I'm new to this forum.

I'm retired and living in Spain but not yet of pensionable age. I would like to take advantage of the Spanish health system, but obviously I know that you need to make contributions to be eligible. 

I have heard that if you are not employed, there is a reduced voluntary contribution you can make to qualify for National Health care - has anyone heard of this and if so, have any more info please?

Thanks in advance,

Brian


----------



## xabiaxica (Jun 23, 2009)

Brian4048 said:


> Hi,
> 
> I'm new to this forum.
> 
> ...


hi & welcome

you can do that in the Valencia region for sure - but I don't know if there are other regions where that is possible

there have been discussions about this http://www.expatforum.com/expats/spain-expat-forum-expats-living-spain/39912-new-health-care-system-valencia.html previously - here is one which I think has at least one link to another


private healthcare is much cheaper usually, unless you need to cover pre-existing conditions


----------



## xicoalc (Apr 20, 2010)

When I first came out here before I was paying into the Spanish system I researched this, and I was told as Xabiachica said that it is unique to the com valencia region (handy for me as I live in that region). Having said that, it was very very hard to get information, with every department telling me different things.

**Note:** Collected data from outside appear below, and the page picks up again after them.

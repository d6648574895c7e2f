// Public modules
pub mod audio;
pub mod chat;
pub mod client;
pub mod codec;
pub mod error;
pub mod observability;
pub mod reducer;
pub mod render;
pub mod sse;
pub mod types;

// Re-exports
pub use client::{ChatTransport, ChunkStream, OmniClient};
pub use error::{Error, Result};
pub use observability::register_biometrics;
pub use reducer::{ChatEvent, EventSink, ReducedTurn, StreamFailure, StreamReducer, reduce_stream};
pub use types::*;
//! Core chat session management.
//!
//! This module provides the `ChatSession` struct which owns the conversation state.  The
//! session never performs I/O: it hands out request snapshots for a worker to send and
//! takes back the reduced result.  Only one exchange may be in flight at a time.

use crate::audio::ChunkPlayer;
use crate::chat::config::{ChatConfig, InputMode, OutputMode};
use crate::chat::history::complete_exchange;
use crate::chat::turn::{MediaAttachment, build_user_turn};
use crate::error::{Error, Result};
use crate::observability::{EXCHANGES_COMPLETED, EXCHANGES_FAILED, SUBMISSIONS_REJECTED};
use crate::reducer::ReducedTurn;
use crate::types::{ChatCompletionRequest, Model, Role, Turn, Usage};

/// Conversation state for one interactive session.
#[derive(Debug, Clone)]
pub struct ChatSession {
    config: ChatConfig,
    history: Vec<Turn>,
    in_flight: bool,
    usage_totals: Usage,
    last_turn_usage: Option<Usage>,
    request_count: u64,
    failed_count: u64,
    pending_retry: Option<Turn>,
}

/// Aggregated stats for a chat session.
#[derive(Debug, Clone, PartialEq, Eq)]
pub struct SessionStats {
    /// The model used for the session.
    pub model: Model,
    /// How responses are delivered.
    pub output_mode: OutputMode,
    /// How user turns are built.
    pub input_mode: InputMode,
    /// Voice for spoken responses.
    pub voice: String,
    /// The number of turns in the conversation.
    pub message_count: usize,
    /// Total number of requests made.
    pub total_requests: u64,
    /// Requests that failed.
    pub failed_requests: u64,
    /// Total prompt tokens across all requests.
    pub total_prompt_tokens: u64,
    /// Total completion tokens across all requests.
    pub total_completion_tokens: u64,
    /// Usage of the last completed exchange, if reported.
    pub last_turn_usage: Option<Usage>,
    /// Whether a failed turn is waiting for `/retry`.
    pub retry_pending: bool,
}

impl ChatSession {
    /// Creates a new chat session with the given configuration.
    pub fn new(config: ChatConfig) -> Self {
        Self {
            config,
            history: Vec::new(),
            in_flight: false,
            usage_totals: Usage::default(),
            last_turn_usage: None,
            request_count: 0,
            failed_count: 0,
            pending_retry: None,
        }
    }

    /// Build a user turn from one input event, append it, and return the request to send.
    ///
    /// The turn is built according to the current input mode.  A rejected submission
    /// (busy, or missing media/text) leaves the history untouched.
    pub fn submit(
        &mut self,
        text: &str,
        attachment: Option<MediaAttachment>,
    ) -> Result<ChatCompletionRequest> {
        self.submit_as(self.config.input_mode, text, attachment)
    }

    /// Like [`ChatSession::submit`], but builds the turn for `mode` without changing the
    /// configured input mode.  Used by one-off `record`, `image` and `video` commands.
    pub fn submit_as(
        &mut self,
        mode: InputMode,
        text: &str,
        attachment: Option<MediaAttachment>,
    ) -> Result<ChatCompletionRequest> {
        self.ensure_idle()?;
        let turn = build_user_turn(mode, text, attachment).inspect_err(|_| {
            SUBMISSIONS_REJECTED.click();
        })?;
        Ok(self.begin(turn))
    }

    /// Resubmit the user turn parked by the last failed exchange.
    pub fn retry(&mut self) -> Result<ChatCompletionRequest> {
        self.ensure_idle()?;
        let turn = self
            .pending_retry
            .take()
            .ok_or_else(|| Error::precondition("nothing to retry"))?;
        Ok(self.begin(turn))
    }

    fn ensure_idle(&self) -> Result<()> {
        if self.in_flight {
            SUBMISSIONS_REJECTED.click();
            return Err(Error::busy("a response is still streaming"));
        }
        Ok(())
    }

    fn begin(&mut self, turn: Turn) -> ChatCompletionRequest {
        self.history.push(turn);
        self.in_flight = true;
        self.pending_retry = None;
        self.request_count = self.request_count.saturating_add(1);
        self.request()
    }

    /// A request snapshot of the current history and configuration.
    pub fn request(&self) -> ChatCompletionRequest {
        let request = ChatCompletionRequest::new(self.config.model.clone(), self.history.clone());
        match self.config.audio_output() {
            Some(audio) => request.with_audio(audio),
            None => request,
        }
    }

    /// Record a completed exchange: normalize the user turn and append the reply.
    pub fn complete(&mut self, reduced: &ReducedTurn) {
        complete_exchange(&mut self.history, reduced.to_turn());
        if self.in_flight {
            EXCHANGES_COMPLETED.click();
            self.record_usage(reduced.usage);
        }
        self.in_flight = false;
    }

    /// Record a failed exchange: the pending user turn leaves the history and is parked for
    /// [`ChatSession::retry`].
    pub fn fail(&mut self) {
        if !self.in_flight {
            return;
        }
        EXCHANGES_FAILED.click();
        self.failed_count = self.failed_count.saturating_add(1);
        if self.history.last().is_some_and(|t| t.role == Role::User) {
            self.pending_retry = self.history.pop();
        }
        self.in_flight = false;
    }

    /// Returns true while an exchange is in flight.
    pub fn is_in_flight(&self) -> bool {
        self.in_flight
    }

    /// Returns true if a failed turn can be retried.
    pub fn has_pending_retry(&self) -> bool {
        self.pending_retry.is_some()
    }

    /// Clears the conversation history.
    pub fn clear(&mut self) -> Result<()> {
        self.ensure_idle()?;
        self.history.clear();
        self.pending_retry = None;
        Ok(())
    }

    /// The conversation so far.
    pub fn history(&self) -> &[Turn] {
        &self.history
    }

    /// Returns the number of turns in the conversation.
    pub fn message_count(&self) -> usize {
        self.history.len()
    }

    /// The active configuration.
    pub fn config(&self) -> &ChatConfig {
        &self.config
    }

    /// Changes the model used for responses.
    pub fn set_model(&mut self, model: Model) {
        self.config.model = model;
    }

    /// Returns the current model.
    pub fn model(&self) -> &Model {
        &self.config.model
    }

    /// Changes how responses are delivered.
    ///
    /// Leaving streaming-audio mode releases `player`, the device that mode played through.
    pub fn set_output_mode(&mut self, mode: OutputMode, player: &mut dyn ChunkPlayer) {
        if self.config.output_mode == OutputMode::StreamingAudio
            && mode != OutputMode::StreamingAudio
        {
            player.teardown();
        }
        self.config.output_mode = mode;
    }

    /// Returns the current output mode.
    pub fn output_mode(&self) -> OutputMode {
        self.config.output_mode
    }

    /// Changes how user turns are built.
    pub fn set_input_mode(&mut self, mode: InputMode) {
        self.config.input_mode = mode;
    }

    /// Returns the current input mode.
    pub fn input_mode(&self) -> InputMode {
        self.config.input_mode
    }

    /// Returns the current session statistics snapshot.
    pub fn stats(&self) -> SessionStats {
        SessionStats {
            model: self.config.model.clone(),
            output_mode: self.config.output_mode,
            input_mode: self.config.input_mode,
            voice: self.config.voice.clone(),
            message_count: self.message_count(),
            total_requests: self.request_count,
            failed_requests: self.failed_count,
            total_prompt_tokens: self.usage_totals.prompt_tokens,
            total_completion_tokens: self.usage_totals.completion_tokens,
            last_turn_usage: self.last_turn_usage,
            retry_pending: self.has_pending_retry(),
        }
    }

    fn record_usage(&mut self, usage: Option<Usage>) {
        self.last_turn_usage = usage;
        if let Some(usage) = usage {
            self.usage_totals = self.usage_totals + usage;
        }
    }
}
use serde::{Deserialize, Serialize};

use crate::types::{Model, Turn};

/// An output modality requested from the model.
#[derive(Debug, Copy, Clone, PartialEq, Eq, Hash, Serialize, Deserialize)]
#[serde(rename_all = "lowercase")]
pub enum Modality {
    /// Text output.
    Text,
    /// Spoken audio output.
    Audio,
}

/// Voice and container for audio output.
#[derive(Debug, Clone, PartialEq, Eq, Serialize, Deserialize)]
pub struct AudioOutputConfig {
    /// Voice name, e.g. `Cherry`.
    pub voice: String,
    /// Container format, e.g. `wav`.
    pub format: String,
}

impl AudioOutputConfig {
    /// Create a new `AudioOutputConfig`.
    pub fn new(voice: impl Into<String>, format: impl Into<String>) -> Self {
        Self {
            voice: voice.into(),
            format: format.into(),
        }
    }
}

/// Options for the streamed response.
#[derive(Debug, Copy, Clone, PartialEq, Eq, Serialize, Deserialize)]
pub struct StreamOptions {
    /// Ask the server to attach a usage record to the terminal chunk.
    pub include_usage: bool,
}

/// A streaming chat completion request.
///
/// The request is an owned snapshot of the conversation at submission time; the worker
/// that sends it never touches the live session.
#[derive(Debug, Clone, PartialEq, Eq, Serialize, Deserialize)]
pub struct ChatCompletionRequest {
    /// The model that will complete the conversation.
    pub model: Model,

    /// The conversation so far, ending with the user turn being sent.
    pub messages: Vec<Turn>,

    /// Requested output modalities.
    pub modalities: Vec<Modality>,

    /// Always true; the client only speaks the streaming protocol.
    pub stream: bool,

    /// Streaming options.
    pub stream_options: StreamOptions,

    /// Audio output configuration, present when `modalities` includes audio.
    #[serde(skip_serializing_if = "Option::is_none")]
    pub audio: Option<AudioOutputConfig>,
}

impl ChatCompletionRequest {
    /// Create a new streaming request for text output.
    pub fn new(model: impl Into<Model>, messages: Vec<Turn>) -> Self {
        Self {
            model: model.into(),
            messages,
            modalities: vec![Modality::Text],
            stream: true,
            stream_options: StreamOptions {
                include_usage: true,
            },
            audio: None,
        }
    }

    /// Request spoken output with the given voice and container alongside text.
    pub fn with_audio(mut self, audio: AudioOutputConfig) -> Self {
        self.modalities = vec![Modality::Text, Modality::Audio];
        self.audio = Some(audio);
        self
    }

    /// Returns true if the request asks for audio.
    pub fn wants_audio(&self) -> bool {
        self.modalities.contains(&Modality::Audio)
    }
}

#[cfg(test)]
mod tests {
    use super::*;
    use serde_json::{json, to_value};

    #[test]
    fn text_only_request() {
        let request = ChatCompletionRequest::new("qwen-omni-turbo", vec![Turn::user("hello")]);
        assert_eq!(
            to_value(&request).unwrap(),
            json!({
                "model": "qwen-omni-turbo",
                "messages": [{"role": "user", "content": "hello"}],
                "modalities": ["text"],
                "stream": true,
                "stream_options": {"include_usage": true}
            })
        );
        assert!(!request.wants_audio());
    }

    #[test]
    fn audio_request() {
        let request = ChatCompletionRequest::new(Model::default(), vec![Turn::user("hi")])
            .with_audio(AudioOutputConfig::new("Cherry", "wav"));
        let json = to_value(&request).unwrap();
        assert_eq!(json["model"], "qwen-omni-turbo-2025-03-26");
        assert_eq!(json["modalities"], json!(["text", "audio"]));
        assert_eq!(json["audio"], json!({"voice": "Cherry", "format": "wav"}));
        assert!(request.wants_audio());
    }
}
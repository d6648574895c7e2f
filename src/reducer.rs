//! Reduction of a streamed completion into events and a finished assistant turn.
//!
//! Each chunk of the response is normalized into a [`Fragment`] and demultiplexed: text goes
//! to the caller as it arrives and into the text buffer, audio is either handed on for
//! immediate playback or buffered for playback after completion, and the terminal usage
//! record is captured once.

use std::fmt;
use std::time::Instant;

use futures::{Stream, StreamExt};
use tokio::sync::mpsc::UnboundedSender;

use crate::chat::OutputMode;
use crate::codec::decode_base64;
use crate::error::{Error, Result};
use crate::observability::{
    REDUCER_AUDIO_BYTES, REDUCER_DECODE_FAILURES, REDUCER_TEXT_DELTAS, STREAM_DURATION,
};
use crate::types::{ChatCompletionChunk, Fragment, Turn, Usage};

/// An event produced while an exchange is in flight.
#[derive(Debug, Clone)]
pub enum ChatEvent {
    /// A text delta to render.
    TextDelta(String),
    /// Decoded 16-bit PCM to hand to the streaming player.
    AudioDelta(Vec<u8>),
    /// A non-fatal anomaly worth showing the user.
    Diagnostic(String),
    /// The usage record of the response.
    UsageReport(Usage),
    /// The remote call failed; no assistant turn was produced.
    StreamFailed(StreamFailure),
    /// The response completed.
    StreamComplete(ReducedTurn),
}

impl ChatEvent {
    /// Returns true for the events that end an exchange.
    pub fn is_terminal(&self) -> bool {
        matches!(
            self,
            ChatEvent::StreamFailed(_) | ChatEvent::StreamComplete(_)
        )
    }
}

/// Receives events in the order they were produced.
pub trait EventSink {
    /// Deliver one event.
    fn emit(&mut self, event: ChatEvent);
}

impl EventSink for Vec<ChatEvent> {
    fn emit(&mut self, event: ChatEvent) {
        self.push(event);
    }
}

impl EventSink for UnboundedSender<ChatEvent> {
    fn emit(&mut self, event: ChatEvent) {
        if self.send(event).is_err() {
            tracing::debug!("event receiver dropped; discarding event");
        }
    }
}

/// Per-call accumulation state.
#[derive(Debug, Clone, Default, PartialEq, Eq)]
pub struct StreamAccumulator {
    /// Concatenated text deltas.
    pub text: String,
    /// Concatenated PCM, in buffered-audio mode only.
    pub audio: Vec<u8>,
    /// Concatenated audio transcript deltas.
    pub transcript: String,
    /// The usage record, set at most once.
    pub usage: Option<Usage>,
    /// Bytes of PCM handed on for streaming playback.
    pub streamed_audio_bytes: usize,
}

/// The finished assistant response.
#[derive(Debug, Clone, Default, PartialEq, Eq)]
pub struct ReducedTurn {
    /// Full response text; may be empty.
    pub text: String,
    /// Buffered PCM (24 kHz mono 16-bit), empty unless in buffered-audio mode.
    pub audio: Vec<u8>,
    /// Transcript of the spoken response.
    pub transcript: String,
    /// Usage, if the server reported it.
    pub usage: Option<Usage>,
}

impl ReducedTurn {
    /// The assistant turn to append to history.
    pub fn to_turn(&self) -> Turn {
        Turn::assistant(self.text.clone())
    }

    /// Returns true if buffered audio was collected.
    pub fn has_audio(&self) -> bool {
        !self.audio.is_empty()
    }
}

/// A failed exchange and whatever had arrived before it failed.
#[derive(Debug, Clone)]
pub struct StreamFailure {
    /// What went wrong.
    pub error: Error,
    /// Text delivered before the failure.
    pub partial_text: String,
    /// Buffered PCM collected before the failure.
    pub partial_audio: Vec<u8>,
}

impl fmt::Display for StreamFailure {
    fn fmt(&self, f: &mut fmt::Formatter<'_>) -> fmt::Result {
        write!(f, "{}", self.error)
    }
}

/// Stateful reducer for one remote call.
#[derive(Debug, Clone)]
pub struct StreamReducer {
    mode: OutputMode,
    acc: StreamAccumulator,
}

impl StreamReducer {
    /// Create a reducer for a response delivered in `mode`.
    pub fn new(mode: OutputMode) -> Self {
        Self {
            mode,
            acc: StreamAccumulator::default(),
        }
    }

    /// The state accumulated so far.
    pub fn accumulator(&self) -> &StreamAccumulator {
        &self.acc
    }

    /// Apply one fragment, emitting events to `sink` in text, audio, usage order.
    pub fn apply(&mut self, fragment: Fragment, sink: &mut impl EventSink) {
        if self.acc.usage.is_some() && fragment.has_content() {
            sink.emit(ChatEvent::Diagnostic(
                "response content arrived after the usage report".to_string(),
            ));
        }

        if let Some(text) = fragment.text.filter(|t| !t.is_empty()) {
            REDUCER_TEXT_DELTAS.click();
            self.acc.text.push_str(&text);
            sink.emit(ChatEvent::TextDelta(text));
        }

        if let Some(audio) = fragment.audio.filter(|_| self.mode.wants_audio()) {
            if let Some(transcript) = audio.transcript.as_deref() {
                self.acc.transcript.push_str(transcript);
            }
            if let Some(data) = audio.data.as_deref() {
                self.apply_audio(data, audio.transcript.as_deref(), sink);
            }
        }

        if let Some(usage) = fragment.usage {
            if self.acc.usage.is_none() {
                self.acc.usage = Some(usage);
                sink.emit(ChatEvent::UsageReport(usage));
            } else {
                sink.emit(ChatEvent::Diagnostic(
                    "ignoring a second usage report".to_string(),
                ));
            }
        }
    }

    /// Apply one raw chunk.
    pub fn apply_chunk(&mut self, chunk: ChatCompletionChunk, sink: &mut impl EventSink) {
        self.apply(Fragment::from(chunk), sink);
    }

    fn apply_audio(&mut self, data: &str, transcript: Option<&str>, sink: &mut impl EventSink) {
        let pcm = match decode_base64(data) {
            Ok(pcm) => pcm,
            Err(err) => {
                REDUCER_DECODE_FAILURES.click();
                tracing::warn!(error = %err, "skipping undecodable audio chunk");
                let message = match transcript {
                    Some(transcript) if !transcript.is_empty() => {
                        format!("could not decode an audio chunk ({err}); transcript: {transcript}")
                    }
                    _ => format!("could not decode an audio chunk ({err})"),
                };
                sink.emit(ChatEvent::Diagnostic(message));
                return;
            }
        };
        if pcm.is_empty() {
            return;
        }
        REDUCER_AUDIO_BYTES.count(pcm.len() as u64);
        match self.mode {
            OutputMode::StreamingAudio => {
                self.acc.streamed_audio_bytes += pcm.len();
                sink.emit(ChatEvent::AudioDelta(pcm));
            }
            OutputMode::BufferedAudio => self.acc.audio.extend_from_slice(&pcm),
            OutputMode::TextOnly => {}
        }
    }

    /// Finish a response that completed normally.
    pub fn finish(self) -> ReducedTurn {
        ReducedTurn {
            text: self.acc.text,
            audio: self.acc.audio,
            transcript: self.acc.transcript,
            usage: self.acc.usage,
        }
    }

    /// Finish a response that failed.
    pub fn fail(self, error: Error) -> StreamFailure {
        StreamFailure {
            error,
            partial_text: self.acc.text,
            partial_audio: self.acc.audio,
        }
    }
}

/// Drive `stream` to completion, emitting events to `sink` as fragments arrive.
///
/// The first error ends the reduction.  Terminal events are left to the caller.
pub async fn reduce_stream<S, K>(
    mut stream: S,
    mode: OutputMode,
    sink: &mut K,
) -> std::result::Result<ReducedTurn, StreamFailure>
where
    S: Stream<Item = Result<ChatCompletionChunk>> + Unpin,
    K: EventSink,
{
    let start = Instant::now();
    let mut reducer = StreamReducer::new(mode);
    while let Some(item) = stream.next().await {
        match item {
            Ok(chunk) => reducer.apply_chunk(chunk, sink),
            Err(err) => {
                tracing::warn!(error = %err, "response stream failed");
                return Err(reducer.fail(err));
            }
        }
    }
    STREAM_DURATION.add(start.elapsed().as_secs_f64());
    Ok(reducer.finish())
}

#[cfg(test)]
mod tests {
    use super::*;
    use crate::codec::encode_base64;
    use crate::types::AudioDelta;
    use futures::stream;

    fn texts(events: &[ChatEvent]) -> String {
        events
            .iter()
            .filter_map(|e| match e {
                ChatEvent::TextDelta(t) => Some(t.as_str()),
                _ => None,
            })
            .collect()
    }

    #[test]
    fn text_and_usage() {
        let mut events = Vec::new();
        let mut reducer = StreamReducer::new(OutputMode::TextOnly);
        reducer.apply(Fragment::text("Hi"), &mut events);
        reducer.apply(Fragment::text(" there"), &mut events);
        reducer.apply(Fragment::usage(Usage::new(5, 2)), &mut events);
        let turn = reducer.finish();

        assert_eq!(turn.text, "Hi there");
        assert_eq!(turn.usage, Some(Usage::new(5, 2)));
        assert_eq!(turn.to_turn(), Turn::assistant("Hi there"));
        assert_eq!(events.len(), 3);
        assert!(matches!(events[2], ChatEvent::UsageReport(u) if u == Usage::new(5, 2)));
    }

    #[test]
    fn text_only_ignores_audio() {
        let mut events = Vec::new();
        let mut reducer = StreamReducer::new(OutputMode::TextOnly);
        reducer.apply(Fragment::audio(encode_base64(&[1, 0, 2, 0])), &mut events);
        assert!(events.is_empty());
        assert!(reducer.finish().audio.is_empty());
    }

    #[test]
    fn buffered_audio_concatenates_in_arrival_order() {
        let mut events = Vec::new();
        let mut reducer = StreamReducer::new(OutputMode::BufferedAudio);
        reducer.apply(Fragment::audio(encode_base64(&[1, 2])), &mut events);
        reducer.apply(Fragment::text("ok"), &mut events);
        reducer.apply(Fragment::audio(encode_base64(&[3, 4, 5, 6])), &mut events);
        let turn = reducer.finish();
        assert_eq!(turn.audio, vec![1, 2, 3, 4, 5, 6]);
        assert!(turn.has_audio());
        assert_eq!(events.len(), 1);
    }

    #[test]
    fn streaming_audio_emits_each_chunk() {
        let mut events = Vec::new();
        let mut reducer = StreamReducer::new(OutputMode::StreamingAudio);
        reducer.apply(Fragment::audio(encode_base64(&[1, 2])), &mut events);
        reducer.apply(Fragment::audio(encode_base64(&[3, 4])), &mut events);
        assert_eq!(reducer.accumulator().streamed_audio_bytes, 4);
        let turn = reducer.finish();
        assert!(turn.audio.is_empty());
        let chunks: Vec<_> = events
            .iter()
            .filter_map(|e| match e {
                ChatEvent::AudioDelta(pcm) => Some(pcm.clone()),
                _ => None,
            })
            .collect();
        assert_eq!(chunks, vec![vec![1, 2], vec![3, 4]]);
    }

    #[test]
    fn undecodable_audio_is_a_diagnostic() {
        let mut events = Vec::new();
        let mut reducer = StreamReducer::new(OutputMode::BufferedAudio);
        reducer.apply(
            Fragment {
                audio: Some(AudioDelta {
                    data: Some("@@not base64@@".to_string()),
                    transcript: Some("hello".to_string()),
                    ..AudioDelta::default()
                }),
                ..Fragment::default()
            },
            &mut events,
        );
        reducer.apply(Fragment::audio(encode_base64(&[9, 9])), &mut events);
        assert!(matches!(&events[0], ChatEvent::Diagnostic(m) if m.contains("hello")));
        let turn = reducer.finish();
        assert_eq!(turn.audio, vec![9, 9]);
        assert_eq!(turn.transcript, "hello");
    }

    #[test]
    fn second_usage_and_late_content_are_diagnostics() {
        let mut events = Vec::new();
        let mut reducer = StreamReducer::new(OutputMode::TextOnly);
        reducer.apply(Fragment::usage(Usage::new(1, 1)), &mut events);
        reducer.apply(Fragment::text("late"), &mut events);
        reducer.apply(Fragment::usage(Usage::new(9, 9)), &mut events);
        let turn = reducer.finish();
        assert_eq!(turn.usage, Some(Usage::new(1, 1)));
        assert_eq!(turn.text, "late");
        assert_eq!(texts(&events), "late");
        let diagnostics = events
            .iter()
            .filter(|e| matches!(e, ChatEvent::Diagnostic(_)))
            .count();
        assert_eq!(diagnostics, 2);
    }

    #[test]
    fn empty_response_is_valid() {
        let turn = StreamReducer::new(OutputMode::TextOnly).finish();
        assert_eq!(turn.text, "");
        assert_eq!(turn.to_turn(), Turn::assistant(""));
    }

    #[test]
    fn text_events_concatenate_to_final_text() {
        // Deterministic pseudo-random fragment sequences.
        let mut seed: u64 = 0x2545_f491_4f6c_dd1d;
        let mut next = move || {
            seed ^= seed << 13;
            seed ^= seed >> 7;
            seed ^= seed << 17;
            seed
        };
        let alphabet = ["a", "bc", "", "é", " ", "日本", "\n", "xyz"];
        for _ in 0..200 {
            let mut events = Vec::new();
            let mut reducer = StreamReducer::new(OutputMode::BufferedAudio);
            let mut expected = String::new();
            for _ in 0..(next() % 20) {
                let fragment = match next() % 4 {
                    0 | 1 => {
                        let text = alphabet[(next() % alphabet.len() as u64) as usize];
                        expected.push_str(text);
                        Fragment::text(text)
                    }
                    2 => Fragment::audio(encode_base64(&[1, 2])),
                    _ => Fragment::usage(Usage::new(next() % 10, next() % 10)),
                };
                reducer.apply(fragment, &mut events);
            }
            let turn = reducer.finish();
            assert_eq!(texts(&events), turn.text);
            assert_eq!(turn.text, expected);
        }
    }

    #[tokio::test]
    async fn reduce_stream_stops_at_first_error() {
        let items: Vec<Result<ChatCompletionChunk>> = vec![
            Ok(Fragment::text("one ").into()),
            Ok(Fragment::text("two").into()),
            Err(Error::streaming("connection reset", None)),
            Ok(Fragment::text("three").into()),
        ];
        let mut events = Vec::new();
        let failure = reduce_stream(stream::iter(items), OutputMode::TextOnly, &mut events)
            .await
            .unwrap_err();
        assert_eq!(failure.partial_text, "one two");
        assert_eq!(texts(&events), "one two");
        assert!(failure.to_string().contains("connection reset"));
    }

    #[tokio::test]
    async fn reduce_stream_over_channel() {
        let (mut tx, mut rx) = tokio::sync::mpsc::unbounded_channel();
        let items: Vec<Result<ChatCompletionChunk>> = vec![
            Ok(Fragment::text("Hi").into()),
            Ok(Fragment::usage(Usage::new(5, 2)).into()),
        ];
        let turn = reduce_stream(stream::iter(items), OutputMode::TextOnly, &mut tx)
            .await
            .unwrap();
        assert_eq!(turn.text, "Hi");
        drop(tx);
        let mut received = Vec::new();
        while let Some(event) = rx.recv().await {
            received.push(event);
        }
        assert_eq!(received.len(), 2);
    }
}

I found out though that because as the time I was working in the UK I could have gotten a form from Newcastle which would have given me Spanish healthcare. Similarily, if you are retired but your NI is up to date in the UK, you should be able to get up to two years cover for free by calling Newcastle, speaking to one of their dragon people on the phone and getting them to send a form.

As Xabia said though, if you have no pre existing conditions get private healthcare. Better care and insurance is likely to be cheaper. I can highly recommend ASSSA Seguros who I use.


----------



## 90199 (Mar 21, 2010)

Like Steve said,
See if you are eligible for the form from Newcastle, I am an old Git and because of this I now get free Spanish health care and so does the Bosslady, who is not an old Git,

Hepa


----------



## Alcalaina (Aug 6, 2010)

Do read the thread about the EHIC card too, this will cover you for a while.

You might want to join a private Centro Medico for a small monthly charge (we pay €9 a month for the two of us). This gives unlimited access to a GP, and cut-price consultations (€20) to see specialists. Then you would just need to get insurance for emergency hospital treatment, which might work out cheaper.


----------